→ WORK TO BE COMPLETED
Write out each line of the records that has "previous" in it.

→ MATERIAL FOR THIS TASK
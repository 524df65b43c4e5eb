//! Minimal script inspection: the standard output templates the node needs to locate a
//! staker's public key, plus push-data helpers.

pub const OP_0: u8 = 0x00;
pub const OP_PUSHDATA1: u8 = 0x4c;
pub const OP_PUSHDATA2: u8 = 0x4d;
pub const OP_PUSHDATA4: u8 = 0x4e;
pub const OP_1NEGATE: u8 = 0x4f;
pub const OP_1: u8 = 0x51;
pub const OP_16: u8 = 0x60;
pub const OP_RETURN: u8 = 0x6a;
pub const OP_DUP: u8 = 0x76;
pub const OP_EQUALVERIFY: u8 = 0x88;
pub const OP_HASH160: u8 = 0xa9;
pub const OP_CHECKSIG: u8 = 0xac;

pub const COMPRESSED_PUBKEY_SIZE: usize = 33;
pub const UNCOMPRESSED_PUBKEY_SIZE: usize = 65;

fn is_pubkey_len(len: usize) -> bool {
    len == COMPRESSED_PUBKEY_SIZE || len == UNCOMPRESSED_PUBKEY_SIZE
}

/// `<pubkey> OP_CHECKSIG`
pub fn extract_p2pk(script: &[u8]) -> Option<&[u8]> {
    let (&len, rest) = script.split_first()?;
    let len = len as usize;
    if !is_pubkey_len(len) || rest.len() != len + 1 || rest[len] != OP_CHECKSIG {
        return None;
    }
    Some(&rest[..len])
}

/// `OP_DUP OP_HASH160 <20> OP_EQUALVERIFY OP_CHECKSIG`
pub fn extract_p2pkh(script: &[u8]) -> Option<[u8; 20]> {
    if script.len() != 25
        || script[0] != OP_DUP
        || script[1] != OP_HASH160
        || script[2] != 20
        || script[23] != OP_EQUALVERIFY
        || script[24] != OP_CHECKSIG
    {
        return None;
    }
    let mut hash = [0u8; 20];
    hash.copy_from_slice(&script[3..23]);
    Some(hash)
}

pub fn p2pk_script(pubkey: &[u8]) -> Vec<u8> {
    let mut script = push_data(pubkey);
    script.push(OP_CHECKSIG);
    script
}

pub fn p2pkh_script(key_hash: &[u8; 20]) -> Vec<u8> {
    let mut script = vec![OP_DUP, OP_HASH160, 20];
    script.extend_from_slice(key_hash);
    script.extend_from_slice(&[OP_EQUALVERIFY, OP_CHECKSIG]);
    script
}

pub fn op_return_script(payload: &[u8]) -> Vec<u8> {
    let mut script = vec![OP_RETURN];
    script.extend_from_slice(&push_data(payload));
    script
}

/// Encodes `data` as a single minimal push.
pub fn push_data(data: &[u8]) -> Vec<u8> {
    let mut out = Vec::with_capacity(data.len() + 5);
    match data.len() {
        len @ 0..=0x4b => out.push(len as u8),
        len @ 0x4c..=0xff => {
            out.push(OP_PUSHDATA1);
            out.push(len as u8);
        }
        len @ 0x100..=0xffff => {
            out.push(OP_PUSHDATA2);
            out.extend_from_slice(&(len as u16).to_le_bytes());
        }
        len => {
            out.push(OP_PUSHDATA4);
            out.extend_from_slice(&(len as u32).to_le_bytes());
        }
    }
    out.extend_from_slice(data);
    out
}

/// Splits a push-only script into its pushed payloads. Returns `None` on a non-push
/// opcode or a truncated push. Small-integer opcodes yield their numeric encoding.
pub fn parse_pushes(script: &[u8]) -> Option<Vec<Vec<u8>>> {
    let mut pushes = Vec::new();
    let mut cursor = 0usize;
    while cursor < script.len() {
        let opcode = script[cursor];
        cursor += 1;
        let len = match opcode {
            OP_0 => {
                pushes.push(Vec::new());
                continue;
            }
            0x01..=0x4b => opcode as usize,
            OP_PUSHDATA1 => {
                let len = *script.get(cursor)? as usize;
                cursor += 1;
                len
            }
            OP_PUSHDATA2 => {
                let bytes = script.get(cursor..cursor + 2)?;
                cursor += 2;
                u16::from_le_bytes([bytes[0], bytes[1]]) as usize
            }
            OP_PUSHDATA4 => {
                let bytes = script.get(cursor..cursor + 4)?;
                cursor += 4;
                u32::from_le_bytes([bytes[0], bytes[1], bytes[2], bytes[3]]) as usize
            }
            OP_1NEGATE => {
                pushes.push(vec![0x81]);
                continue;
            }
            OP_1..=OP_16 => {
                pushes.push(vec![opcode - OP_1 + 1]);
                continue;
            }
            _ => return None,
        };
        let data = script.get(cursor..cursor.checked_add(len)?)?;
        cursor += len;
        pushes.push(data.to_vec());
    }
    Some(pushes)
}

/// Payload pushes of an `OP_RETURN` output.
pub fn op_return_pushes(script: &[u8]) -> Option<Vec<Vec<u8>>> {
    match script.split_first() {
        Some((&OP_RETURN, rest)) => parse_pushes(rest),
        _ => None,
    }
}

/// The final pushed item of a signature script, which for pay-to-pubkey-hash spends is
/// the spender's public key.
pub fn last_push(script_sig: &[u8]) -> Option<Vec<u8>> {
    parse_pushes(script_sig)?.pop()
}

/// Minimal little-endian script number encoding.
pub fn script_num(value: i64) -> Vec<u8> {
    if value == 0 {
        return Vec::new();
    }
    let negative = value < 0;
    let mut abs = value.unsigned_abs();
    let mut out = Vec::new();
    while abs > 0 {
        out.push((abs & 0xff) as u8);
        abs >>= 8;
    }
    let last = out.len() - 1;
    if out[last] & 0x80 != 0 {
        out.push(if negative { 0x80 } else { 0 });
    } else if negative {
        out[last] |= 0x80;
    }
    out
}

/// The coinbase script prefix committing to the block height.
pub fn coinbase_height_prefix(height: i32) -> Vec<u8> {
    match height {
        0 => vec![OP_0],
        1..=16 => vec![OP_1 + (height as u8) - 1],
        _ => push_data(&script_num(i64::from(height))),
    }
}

---

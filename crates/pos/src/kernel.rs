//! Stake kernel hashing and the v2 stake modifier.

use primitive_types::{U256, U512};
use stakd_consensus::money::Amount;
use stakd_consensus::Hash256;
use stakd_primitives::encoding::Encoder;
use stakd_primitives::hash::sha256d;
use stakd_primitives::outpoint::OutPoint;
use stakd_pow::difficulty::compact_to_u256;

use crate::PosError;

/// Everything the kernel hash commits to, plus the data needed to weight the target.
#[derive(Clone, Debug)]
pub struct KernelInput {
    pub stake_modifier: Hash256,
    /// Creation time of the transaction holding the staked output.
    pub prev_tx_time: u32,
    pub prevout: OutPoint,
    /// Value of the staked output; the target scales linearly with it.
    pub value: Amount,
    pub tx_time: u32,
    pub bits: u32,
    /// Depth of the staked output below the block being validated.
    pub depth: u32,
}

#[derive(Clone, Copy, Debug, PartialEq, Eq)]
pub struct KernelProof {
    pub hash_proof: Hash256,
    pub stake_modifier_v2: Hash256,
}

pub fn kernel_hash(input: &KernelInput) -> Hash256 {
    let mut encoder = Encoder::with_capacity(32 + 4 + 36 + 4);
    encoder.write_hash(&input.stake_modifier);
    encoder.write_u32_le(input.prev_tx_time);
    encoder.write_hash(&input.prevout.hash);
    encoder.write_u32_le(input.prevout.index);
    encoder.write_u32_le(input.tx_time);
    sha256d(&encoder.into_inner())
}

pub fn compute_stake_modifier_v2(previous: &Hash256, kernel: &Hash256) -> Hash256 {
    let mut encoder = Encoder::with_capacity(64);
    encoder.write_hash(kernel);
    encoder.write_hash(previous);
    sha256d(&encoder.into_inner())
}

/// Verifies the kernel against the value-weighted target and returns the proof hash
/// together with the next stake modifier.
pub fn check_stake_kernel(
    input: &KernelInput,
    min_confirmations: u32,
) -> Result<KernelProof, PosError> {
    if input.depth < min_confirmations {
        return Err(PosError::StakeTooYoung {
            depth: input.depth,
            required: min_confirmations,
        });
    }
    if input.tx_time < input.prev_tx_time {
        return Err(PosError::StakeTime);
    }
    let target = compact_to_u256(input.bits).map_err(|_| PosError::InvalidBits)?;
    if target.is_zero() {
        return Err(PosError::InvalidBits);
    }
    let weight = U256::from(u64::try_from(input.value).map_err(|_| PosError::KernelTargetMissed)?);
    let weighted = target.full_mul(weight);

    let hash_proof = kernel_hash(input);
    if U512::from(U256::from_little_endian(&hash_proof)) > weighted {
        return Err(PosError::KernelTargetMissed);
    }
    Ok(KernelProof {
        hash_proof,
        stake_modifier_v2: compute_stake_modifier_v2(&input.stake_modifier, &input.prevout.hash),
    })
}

→ ANSWER TO THE EXERCISE
pub fn compute_stake_modifier_v2(previous: &Hash256, kernel: &Hash256) -> Hash256 {
    encoder.write_hash(previous);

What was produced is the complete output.